Busta paga per attività alternativa alla religione cattolica

Maria Giovanna – Gent.ma Lalla, quest’anno fortunatamente ho avuto un incarico di 15 h su posto comune dall’Usp della mia provincia (OR), con mia sorpresa e gioia, ho poi saputo che avrei potuto incrementare l’orario con altre 6 h di attività alternative, sempre nel medesimo Istituto. Ho letto il vostro articolo in merito che mi ha chiarito tanti dubbi, ma ora mi chiedo se il Ministero mi farà due buste paga o una unica in cui mi inserirà anche queste ulteriori sei ore.

Inoltre su istanze on line, risulta già il mio contratto, ma si parla solamente delle 15 ore, neanche nell’albo pretorio del mio Istituto compare la mia nomina delle ore di attività alternativa. Nel ringraziarti in anticipo, ti porgo i
miei più cordiali saluti.

Lalla – gent.ma Maria Giovanna, l ´attività alternativa alla religione cattolica è ritenuta un servizio strutturale obbligatorio e come tale deve essere pagato a mezzo dei ruoli di spesa fissa.
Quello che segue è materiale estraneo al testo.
// src/sources/arcgis.rs
//! Government ArcGIS FeatureServer layer of health facilities. Rows carry
//! only a facility type and place names, so display names are synthesized.

use anyhow::{bail, Context, Result};
use serde::Deserialize;
use serde_json::Value;
use std::collections::HashSet;
use std::future::Future;
use std::time::Duration;

use crate::geography::GeographyReference;
use crate::models::record::{ArcgisRecord, FacilityRecord, Source};
use crate::utils::progress_bars::logging::SourceLogger;

pub const ARCGIS_QUERY_URL: &str = "https://services7.arcgis.com/arZnhQhtvIXpgVPD/ArcGIS/rest/services/Access_to_Health_Facilities_in_Nepal_WFL1/FeatureServer/2/query";

/// Substrings of `HF_TYPE` that mark a hospital-level facility.
pub const HOSPITAL_LEVEL_KEYWORDS: [&str; 10] = [
    "Hospital",
    "Zonal",
    "District",
    "Regional",
    "Sub Regional",
    "Provincial",
    "Central",
    "Teaching",
    "DPHO",
    "Primary Health",
];

#[derive(Debug, Clone, Default, PartialEq, Deserialize)]
pub struct ArcgisAttributes {
    #[serde(rename = "HF_TYPE", default)]
    pub hf_type: Option<String>,
    #[serde(rename = "DIST_NAME", default)]
    pub dist_name: Option<String>,
    #[serde(rename = "VDC_NAME1", default)]
    pub vdc_name: Option<String>,
    /// Arrives as an integer, a float or a numeric string depending on the layer.
    #[serde(rename = "ProvNum", default)]
    pub prov_num: Option<Value>,
}

#[derive(Debug, Deserialize)]
struct QueryResponse {
    #[serde(default)]
    features: Vec<QueryFeature>,
    #[serde(rename = "exceededTransferLimit", default)]
    exceeded_transfer_limit: bool,
    #[serde(default)]
    error: Option<QueryError>,
}

/// One decoded query page.
#[derive(Debug, Clone, Default, PartialEq)]
pub struct QueryPage {
    pub rows: Vec<ArcgisAttributes>,
    /// Set by the server when it capped the page below the requested count.
    pub exceeded_transfer_limit: bool,
}

#[derive(Debug, Deserialize)]
struct QueryFeature {
    #[serde(default)]
    attributes: ArcgisAttributes,
}

#[derive(Debug, Deserialize)]
struct QueryError {
    #[serde(default)]
    code: Option<i64>,
    #[serde(default)]
    message: Option<String>,
}

pub fn is_hospital_level(hf_type: &str) -> bool {
    HOSPITAL_LEVEL_KEYWORDS.iter().any(|k| hf_type.contains(k))
}

fn non_empty(value: &Option<String>) -> Option<&str> {
    value.as_deref().map(str::trim).filter(|s| !s.is_empty())
}

fn province_number_text(value: &Value) -> Option<String> {
    match value {
        Value::Number(n) => Some(n.to_string()),
        Value::String(s) => Some(s.clone()),
        _ => None,
    }
}

fn synthesize_address(vdc: Option<&str>, dist: Option<&str>) -> String {
    match (vdc, dist) {
        (Some(v), Some(d)) => format!("{}, {}, Nepal", v, d),
        (Some(v), None) => format!("{}, Nepal", v),
        (None, Some(d)) => format!("{}, Nepal", d),
        (None, None) => String::new(),
    }
}

fn synthesize_name(hf_type: &str, vdc: Option<&str>, dist: Option<&str>) -> String {
    match (vdc, dist) {
        (Some(v), Some(d)) => format!("{} - {}, {}", hf_type, v, d),
        (None, Some(d)) => format!("{} - {}", hf_type, d),
        (Some(v), None) => format!("{} - {}", hf_type, v),
        (None, None) => hf_type.to_string(),
    }
}

/// Rows without a facility type are dropped. Identical
/// (district, address, type) triples repeat across pages; the first is kept.
pub fn normalize_arcgis(rows: &[ArcgisAttributes], geo: &GeographyReference) -> Vec<ArcgisRecord> {
    let mut seen: HashSet<(Option<String>, String, String)> = HashSet::new();
    let mut records = Vec::new();

    for row in rows {
        let Some(hf_type) = non_empty(&row.hf_type) else {
            continue;
        };
        let dist = non_empty(&row.dist_name);
        let vdc = non_empty(&row.vdc_name);

        let district = dist.and_then(|d| geo.canonical_district(d)).map(String::from);
        let province = row
            .prov_num
            .as_ref()
            .and_then(province_number_text)
            .and_then(|n| geo.province_for_number(&n))
            .or_else(|| dist.and_then(|d| geo.province_for_district(d)));
        let address = synthesize_address(vdc, dist);

        if !seen.insert((district.clone(), address.clone(), hf_type.to_string())) {
            continue;
        }

        records.push(ArcgisRecord {
            record: FacilityRecord {
                province,
                district,
                address,
                hospital_type: Some(hf_type.to_string()),
                ..FacilityRecord::new(synthesize_name(hf_type, vdc, dist), Source::Arcgis)
            },
            is_hospital_level: is_hospital_level(hf_type),
        });
    }
    records
}

/// Decodes one query response body, turning an in-band error payload into
/// an `Err`.
pub fn parse_query_page(body: &str) -> Result<QueryPage> {
    let response: QueryResponse =
        serde_json::from_str(body).context("ArcGIS response is not valid JSON")?;
    if let Some(error) = response.error {
        bail!(
            "ArcGIS query error {}: {}",
            error.code.unwrap_or_default(),
            error.message.unwrap_or_else(|| "no message".to_string())
        );
    }
    Ok(QueryPage {
        rows: response.features.into_iter().map(|f| f.attributes).collect(),
        exceeded_transfer_limit: response.exceeded_transfer_limit,
    })
}

async fn fetch_page(client: &reqwest::Client, offset: usize, page_size: usize) -> Result<QueryPage> {
    let offset = offset.to_string();
    let count = page_size.to_string();
    let body = client
        .get(ARCGIS_QUERY_URL)
        .query(&[
            ("where", "1=1"),
            ("outFields", "HF_TYPE,DIST_NAME,VDC_NAME1,ProvNum"),
            ("returnGeometry", "false"),
            ("resultOffset", offset.as_str()),
            ("resultRecordCount", count.as_str()),
            ("f", "json"),
        ])
        .send()
        .await
        .with_context(|| format!("ArcGIS request at offset {} failed", offset))?
        .error_for_status()
        .context("ArcGIS returned an error status")?
        .text()
        .await
        .context("Failed to read ArcGIS response body")?;
    parse_query_page(&body)
}

/// Pages through the whole layer.
pub async fn fetch_arcgis(
    client: &reqwest::Client,
    page_size: usize,
    page_delay: Duration,
    logger: &SourceLogger,
) -> Result<Vec<ArcgisAttributes>> {
    paginate(page_size, page_delay, logger, |offset, count| {
        fetch_page(client, offset, count)
    })
    .await
}

/// Drives `fetch(offset, count)` until a page comes back empty, or short
/// without the server's transfer-limit flag. A failing first page is an
/// error; a later failure keeps the rows read so far.
pub async fn paginate<F, Fut>(
    page_size: usize,
    page_delay: Duration,
    logger: &SourceLogger,
    mut fetch: F,
) -> Result<Vec<ArcgisAttributes>>
where
    F: FnMut(usize, usize) -> Fut,
    Fut: Future<Output = Result<QueryPage>>,
{
    let page_size = page_size.max(1);
    let mut rows = Vec::new();
    let mut page = 0usize;

    loop {
        let batch = match fetch(rows.len(), page_size).await {
            Ok(batch) => batch,
            Err(e) if page == 0 => return Err(e),
            Err(e) => {
                logger.log_warning(&format!(
                    "Stopping pagination after {} rows: {:#}",
                    rows.len(),
                    e
                ));
                break;
            }
        };
        page += 1;
        let batch_len = batch.rows.len();
        rows.extend(batch.rows);
        logger.log_page(page, batch_len, rows.len());

        if batch_len == 0 || (batch_len < page_size && !batch.exceeded_transfer_limit) {
            break;
        }
        tokio::time::sleep(page_delay).await;
    }
    Ok(rows)
}

pub async fn collect_arcgis(
    client: &reqwest::Client,
    geo: &GeographyReference,
    page_size: usize,
    page_delay: Duration,
) -> Result<Vec<ArcgisRecord>> {
    let logger = SourceLogger::new(Source::Arcgis);
    logger.log_start(ARCGIS_QUERY_URL);

    let rows = fetch_arcgis(client, page_size, page_delay, &logger).await?;
    logger.log_extracted(rows.len(), "attribute row");

    let records = normalize_arcgis(&rows, geo);
    let hospital_level = records.iter().filter(|r| r.is_hospital_level).count();
    logger.log_debug(&format!(
        "{} hospital-level, {} lower tier",
        hospital_level,
        records.len() - hospital_level
    ));
    logger.log_normalized(rows.len(), records.len());
    logger.log_completion(records.len());
    Ok(records)
}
In questo senso si è espressa la nota n. 26482 del 7 marzo scorso della Ragioneria dello Stato – IGOP (messaggio n. 34 del 14 marzo) trasmessa dal Miur con nota prot. n. 1670 del 22 marzo 2011.

A regime quindi troverai un unico cedolino con i due pagamenti. Il contratto invece, in quanto stipulato con il Dirigente della scuola, deve essere pubblicato all’Albo pretorio.